EXERCISE REQUIREMENTS
Which lines of the records contain "stream"? Collect every one of them.

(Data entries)
*-*-*

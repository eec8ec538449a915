//! One site run: strategy selection and fallback, product fetching, dedup and output.

mod summary;

pub use summary::{
    AttemptOutcome, ProductCounts, RunOutcome, ScrapeAttemptResult, ScrapeSummary, TriedStrategy,
};

use std::collections::{BTreeSet, HashSet};
use std::path::PathBuf;
use std::sync::Arc;
use std::time::Duration;

use csv::ByteRecord;
use futures::stream::{self, StreamExt};
use loomi_core::{EnvironmentCapabilities, ProductRecord, SiteProfile};
use thiserror::Error;

use crate::error::{ExtractionError, FetchError, ScraperError, StrategyError};
use crate::extract::Extractor;
use crate::links::{extract_product_links, paginated_url};
use crate::output::{self, ExistingOutput};
use crate::rate_limit::AdaptiveRateLimiter;
use crate::settings::ScrapeSettings;
use crate::strategy::{Readiness, Strategy};

const CONNECT_TIMEOUT: Duration = Duration::from_secs(10);

/// Why a single product page produced no records.
#[derive(Debug, Error)]
enum ProductError {
    #[error(transparent)]
    Fetch(#[from] FetchError),

    #[error(transparent)]
    Extraction(#[from] ExtractionError),
}

/// Runs the configured strategies for one site, in declared order, until one
/// produces records.
///
/// The capability snapshot is passed in rather than probed here, so a run is
/// fully determined by its constructor arguments.
pub struct ScrapeManager {
    profile: Arc<SiteProfile>,
    extractor: Arc<dyn Extractor>,
    capabilities: EnvironmentCapabilities,
    settings: ScrapeSettings,
}

impl ScrapeManager {
    #[must_use]
    pub fn new(
        profile: Arc<SiteProfile>,
        extractor: Arc<dyn Extractor>,
        capabilities: EnvironmentCapabilities,
        settings: ScrapeSettings,
    ) -> Self {
        Self {
            profile,
            extractor,
            capabilities,
            settings,
        }
    }

    /// Scrapes the site and writes its CSV.
    ///
    /// Having no viable strategy, or every strategy failing, is reported in the
    /// returned summary rather than as an error; nothing is written in either case.
    ///
    /// # Errors
    ///
    /// Returns [`ScraperError`] if the existing output cannot be read, the HTTP
    /// client cannot be built, or the final CSV cannot be written.
    pub async fn run(&self) -> Result<ScrapeSummary, ScraperError> {
        let site = self.profile.key.clone();

        let viable = self.profile.ordered_viable_strategies(&self.capabilities);
        if viable.is_empty() {
            tracing::warn!(
                site = %site,
                chain = %self.profile.strategy_chain(),
                "no viable strategy in this environment"
            );
            return Ok(ScrapeSummary {
                site,
                outcome: RunOutcome::no_viable_strategy(
                    &self.profile.strategies,
                    &self.capabilities,
                ),
                counts: ProductCounts::default(),
                records_written: 0,
                output_path: None,
            });
        }

        let existing = if self.settings.resume {
            output::load_existing(&self.settings.output_path)?
        } else {
            ExistingOutput::default()
        };
        if existing.rows() > 0 {
            tracing::info!(
                site = %site,
                rows = existing.rows(),
                products = existing.product_urls.len(),
                "resuming from existing output"
            );
        }

        let client = build_client(&self.settings)?;
        let limiter = Arc::new(AdaptiveRateLimiter::new(
            self.settings.min_delay,
            self.settings.max_delay,
        ));

        let mut tried = Vec::new();
        let mut counts = ProductCounts::default();
        for kind in viable {
            tracing::info!(site = %site, strategy = %kind, "trying strategy");
            let mut strategy =
                Strategy::new(kind, &self.settings, client.clone(), Arc::clone(&limiter));
            let attempt = self.attempt(&mut strategy, &existing).await;
            strategy.shutdown().await;
            counts += attempt.counts;

            let reason = match attempt.outcome {
                AttemptOutcome::Success(records) => {
                    return self.finish(site, kind, counts, existing, records).await;
                }
                AttemptOutcome::Unavailable(reason) => reason,
                AttemptOutcome::Failed(err) => err.to_string(),
            };
            tracing::warn!(site = %site, strategy = %kind, reason = %reason, "strategy failed");
            tried.push(TriedStrategy {
                strategy: kind,
                reason,
            });
        }

        Ok(ScrapeSummary {
            site,
            outcome: RunOutcome::AllStrategiesExhausted { tried },
            counts,
            records_written: 0,
            output_path: None,
        })
    }

    async fn attempt(
        &self,
        strategy: &mut Strategy,
        existing: &ExistingOutput,
    ) -> ScrapeAttemptResult {
        let already_scraped = &existing.product_urls;
        let kind = strategy.kind();
        let collection_urls = match strategy.prepare(&self.profile).await {
            Ok(Readiness::Ready { collection_urls }) => collection_urls,
            Ok(Readiness::Unavailable(reason)) => {
                return ScrapeAttemptResult::unavailable(kind, reason);
            }
            Err(e) => {
                return ScrapeAttemptResult::failed(kind, e.into(), ProductCounts::default());
            }
        };

        let links = match self
            .discover_products(strategy, &collection_urls, already_scraped)
            .await
        {
            Ok(links) => links,
            Err(e) => {
                return ScrapeAttemptResult::failed(kind, e.into(), ProductCounts::default());
            }
        };
        if links.is_empty() {
            let error = StrategyError::NoProductLinks {
                collections: collection_urls.len(),
            };
            return ScrapeAttemptResult::failed(kind, error, ProductCounts::default());
        }

        // Product links may point at hosts no collection page lives on.
        strategy.load_robots(&links).await;
        let strategy: &Strategy = strategy;

        let mut counts = ProductCounts::default();
        let mut pending = Vec::new();
        for url in links {
            if already_scraped.contains(&url) {
                counts.skipped += 1;
            } else if !strategy.allows(&url) {
                tracing::debug!(url = %url, "product disallowed by robots.txt");
                counts.skipped += 1;
            } else {
                pending.push(url);
            }
        }
        if self.settings.max_products > 0 {
            pending.truncate(self.settings.max_products);
        }

        let records = self
            .fetch_products(strategy, pending, existing, &mut counts)
            .await;
        if counts.attempted > 0 && counts.succeeded == 0 {
            let error = StrategyError::AllProductsFailed {
                attempted: counts.attempted,
            };
            return ScrapeAttemptResult::failed(kind, error, counts);
        }

        ScrapeAttemptResult {
            strategy: kind,
            outcome: AttemptOutcome::Success(records),
            counts,
        }
    }

    /// Walks every collection page, sequentially, gathering product URLs.
    ///
    /// A failure on the first page of a collection fails the strategy; a
    /// failure on a later page only ends that collection's pagination.
    async fn discover_products(
        &self,
        strategy: &Strategy,
        collection_urls: &[String],
        already_scraped: &HashSet<String>,
    ) -> Result<Vec<String>, FetchError> {
        let cap = self.settings.max_products;
        let max_pages = self.profile.max_collection_pages.max(1);
        let mut links = BTreeSet::new();

        'collections: for collection in collection_urls {
            for page in 1..=max_pages {
                let url = paginated_url(collection, page);
                if page > 1 && !strategy.allows(&url) {
                    break;
                }

                let html = match strategy.fetch_collection(&url, &self.settings).await {
                    Ok(html) => html,
                    Err(e) if page == 1 => return Err(e),
                    Err(e) => {
                        tracing::debug!(url = %url, error = %e, "stopping pagination");
                        break;
                    }
                };

                let before = links.len();
                links.extend(extract_product_links(&html, &self.profile));
                let found = links.len() - before;
                tracing::debug!(url = %url, page, found, "collection page parsed");

                let fresh = links
                    .iter()
                    .filter(|u| !already_scraped.contains(*u))
                    .count();
                if cap > 0 && fresh >= cap {
                    tracing::info!(site = %self.profile.key, cap, "product cap reached");
                    break 'collections;
                }
                if found == 0 {
                    break;
                }
            }
        }

        tracing::info!(site = %self.profile.key, products = links.len(), "product links discovered");
        Ok(links.into_iter().collect())
    }

    async fn fetch_products(
        &self,
        strategy: &Strategy,
        pending: Vec<String>,
        existing: &ExistingOutput,
        counts: &mut ProductCounts,
    ) -> Vec<ProductRecord> {
        let concurrency = strategy.product_concurrency(self.settings.max_workers);
        tracing::info!(
            site = %self.profile.key,
            products = pending.len(),
            concurrency,
            "fetching product pages"
        );

        let mut results = stream::iter(pending)
            .map(|url| async move {
                let outcome = self.scrape_product(strategy, &url).await;
                (url, outcome)
            })
            .buffer_unordered(concurrency);

        let mut records = Vec::new();
        let mut since_checkpoint = 0usize;
        while let Some((url, outcome)) = results.next().await {
            counts.attempted += 1;
            match outcome {
                Ok(product_records) => {
                    counts.succeeded += 1;
                    tracing::debug!(url = %url, records = product_records.len(), "product scraped");
                    records.extend(product_records);

                    since_checkpoint += 1;
                    if self.settings.save_interval > 0
                        && since_checkpoint >= self.settings.save_interval
                    {
                        since_checkpoint = 0;
                        self.checkpoint(existing, &records).await;
                    }
                }
                Err(e) => {
                    counts.failed += 1;
                    tracing::warn!(url = %url, error = %e, "product failed");
                }
            }
        }
        records
    }

    /// Fetches one product page and runs the site's extractor on a blocking
    /// thread. A panicking extractor fails only this product.
    async fn scrape_product(
        &self,
        strategy: &Strategy,
        url: &str,
    ) -> Result<Vec<ProductRecord>, ProductError> {
        let raw = strategy.fetch_product(url, &self.settings).await?;

        let extractor = Arc::clone(&self.extractor);
        let profile = Arc::clone(&self.profile);
        let product_url = url.to_string();
        let joined =
            tokio::task::spawn_blocking(move || extractor.extract(&raw, &product_url, &profile))
                .await;

        let records = match joined {
            Ok(result) => result?,
            Err(e) => {
                return Err(ExtractionError::Panicked {
                    url: url.to_string(),
                    reason: e.to_string(),
                }
                .into());
            }
        };
        if records.is_empty() {
            return Err(ExtractionError::NoProductData {
                url: url.to_string(),
            }
            .into());
        }
        Ok(records)
    }

    /// Best-effort write of everything gathered so far to the `.partial` file.
    async fn checkpoint(&self, existing: &ExistingOutput, records: &[ProductRecord]) {
        let path = self.settings.partial_path();
        let rows = output::dedupe(existing.records.iter().chain(records).cloned().collect());
        let carried = existing.carried.clone();
        let total = rows.len() + carried.len();

        match write_blocking(path.clone(), rows, carried).await {
            Ok(()) => {
                tracing::debug!(path = %path.display(), rows = total, "checkpoint written");
            }
            Err(e) => tracing::warn!(path = %path.display(), error = %e, "checkpoint failed"),
        }
    }

    async fn finish(
        &self,
        site: String,
        strategy: loomi_core::StrategyKind,
        counts: ProductCounts,
        existing: ExistingOutput,
        records: Vec<ProductRecord>,
    ) -> Result<ScrapeSummary, ScraperError> {
        let ExistingOutput {
            records: mut rows,
            carried,
            ..
        } = existing;
        rows.extend(records);
        let rows = output::dedupe(rows);
        let total = rows.len() + carried.len();

        let path = &self.settings.output_path;
        write_blocking(path.clone(), rows, carried).await?;
        output::remove_if_exists(&self.settings.partial_path())?;
        tracing::info!(
            site = %site,
            strategy = %strategy,
            rows = total,
            path = %path.display(),
            "output written"
        );

        Ok(ScrapeSummary {
            site,
            outcome: RunOutcome::Completed { strategy },
            counts,
            records_written: total,
            output_path: Some(path.clone()),
        })
    }
}

/// Runs the CSV write on the blocking pool so the product stream keeps its thread.
async fn write_blocking(
    path: PathBuf,
    rows: Vec<ProductRecord>,
    carried: Vec<ByteRecord>,
) -> Result<(), ScraperError> {
    let display = path.display().to_string();
    tokio::task::spawn_blocking(move || output::write_records(&path, &rows, &carried))
        .await
        .map_err(|e| ScraperError::Io {
            path: display,
            source: std::io::Error::other(e),
        })?
}

fn build_client(settings: &ScrapeSettings) -> Result<reqwest::Client, ScraperError> {
    let client = reqwest::Client::builder()
        .timeout(settings.request_timeout)
        .connect_timeout(CONNECT_TIMEOUT)
        .user_agent(settings.user_agent.as_str())
        .build()?;
    Ok(client)
}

*-*-*

THE COMPLETED TASK
use futures::stream::{self, StreamExt};
        let mut results = stream::iter(pending)
/// Runs the CSV write on the blocking pool so the product stream keeps its thread.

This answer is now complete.